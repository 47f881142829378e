//! Check results and their aggregation.
//!
//! Each validator emits one [`CheckResult`] per check. A result that does
//! not pass lists its [`Finding`]s: the event id, IRI or artifact file it
//! concerns and what is wrong with it.

use std::fmt;

/// Outcome of a check.
#[derive(Debug, Clone, Copy, PartialEq, Eq)]
pub enum Severity {
    /// Passed.
    Pass,
    /// Reported but does not fail the run (e.g. type fallbacks).
    Warning,
    /// Fails the run.
    Failure,
}

impl Severity {
    /// Status tag printed by the conformance client.
    #[must_use]
    pub fn tag(self) -> &'static str {
        match self {
            Severity::Pass => "PASS",
            Severity::Warning => "WARN",
            Severity::Failure => "FAIL",
        }
    }
}

/// One offending item behind a warning or failure.
#[derive(Debug, Clone, PartialEq, Eq)]
pub struct Finding {
    /// Event `xml:id`, IRI, or artifact file name.
    pub subject: String,
    /// What is wrong with it.
    pub note: String,
}

impl Finding {
    /// Creates a finding about `subject`.
    pub fn new(subject: impl Into<String>, note: impl Into<String>) -> Self {
        Self {
            subject: subject.into(),
            note: note.into(),
        }
    }
}

impl fmt::Display for Finding {
    fn fmt(&self, f: &mut fmt::Formatter<'_>) -> fmt::Result {
        write!(f, "{}: {}", self.subject, self.note)
    }
}

/// Result of one check.
#[derive(Debug, Clone)]
pub struct CheckResult {
    /// Validator that ran the check (`events`, `rdf`).
    pub validator: &'static str,
    /// Summary line.
    pub message: String,
    /// Outcome.
    pub severity: Severity,
    /// Offending items; empty for passes.
    pub findings: Vec<Finding>,
}

impl CheckResult {
    /// A passing check.
    pub fn pass(validator: &'static str, message: impl Into<String>) -> Self {
        Self {
            validator,
            message: message.into(),
            severity: Severity::Pass,
            findings: Vec::new(),
        }
    }

    /// A failed check with its findings.
    pub fn fail(validator: &'static str, message: impl Into<String>, findings: Vec<Finding>) -> Self {
        Self {
            validator,
            message: message.into(),
            severity: Severity::Failure,
            findings,
        }
    }

    /// A non-blocking check with its findings.
    pub fn warn(validator: &'static str, message: impl Into<String>, findings: Vec<Finding>) -> Self {
        Self {
            validator,
            message: message.into(),
            severity: Severity::Warning,
            findings,
        }
    }
}

/// All results of a conformance run, in check order.
#[derive(Debug, Default)]
pub struct ConformanceReport {
    /// Results across all validators.
    pub results: Vec<CheckResult>,
}

impl ConformanceReport {
    /// An empty report.
    pub fn new() -> Self {
        Self::default()
    }

    /// Appends a result.
    pub fn push(&mut self, result: CheckResult) {
        self.results.push(result);
    }

    /// Appends every result of `other`.
    pub fn extend(&mut self, other: ConformanceReport) {
        self.results.extend(other.results);
    }

    /// Number of results with `severity`.
    pub fn count(&self, severity: Severity) -> usize {
        self.results.iter().filter(|r| r.severity == severity).count()
    }

    /// Failed results.
    pub fn failures(&self) -> impl Iterator<Item = &CheckResult> {
        self.results.iter().filter(|r| r.severity == Severity::Failure)
    }

    /// True when nothing failed. Warnings do not count.
    pub fn all_passed(&self) -> bool {
        self.failures().next().is_none()
    }
}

####

**WHAT YOU NEED TO DO**
Reply with exactly the lines above from the one that contains "Appends a result." through the final line of the material, and with nothing else.

**RESPONSE TO THE TASK**
    /// Appends a result.
    pub fn push(&mut self, result: CheckResult) {
        self.results.push(result);
    }

    /// Appends every result of `other`.
    pub fn extend(&mut self, other: ConformanceReport) {
        self.results.extend(other.results);
    }

    /// Number of results with `severity`.
    pub fn count(&self, severity: Severity) -> usize {
        self.results.iter().filter(|r| r.severity == severity).count()
    }

    /// Failed results.
    pub fn failures(&self) -> impl Iterator<Item = &CheckResult> {
        self.results.iter().filter(|r| r.severity == Severity::Failure)
    }

    /// True when nothing failed. Warnings do not count.
    pub fn all_passed(&self) -> bool {
        self.failures().next().is_none()
    }
}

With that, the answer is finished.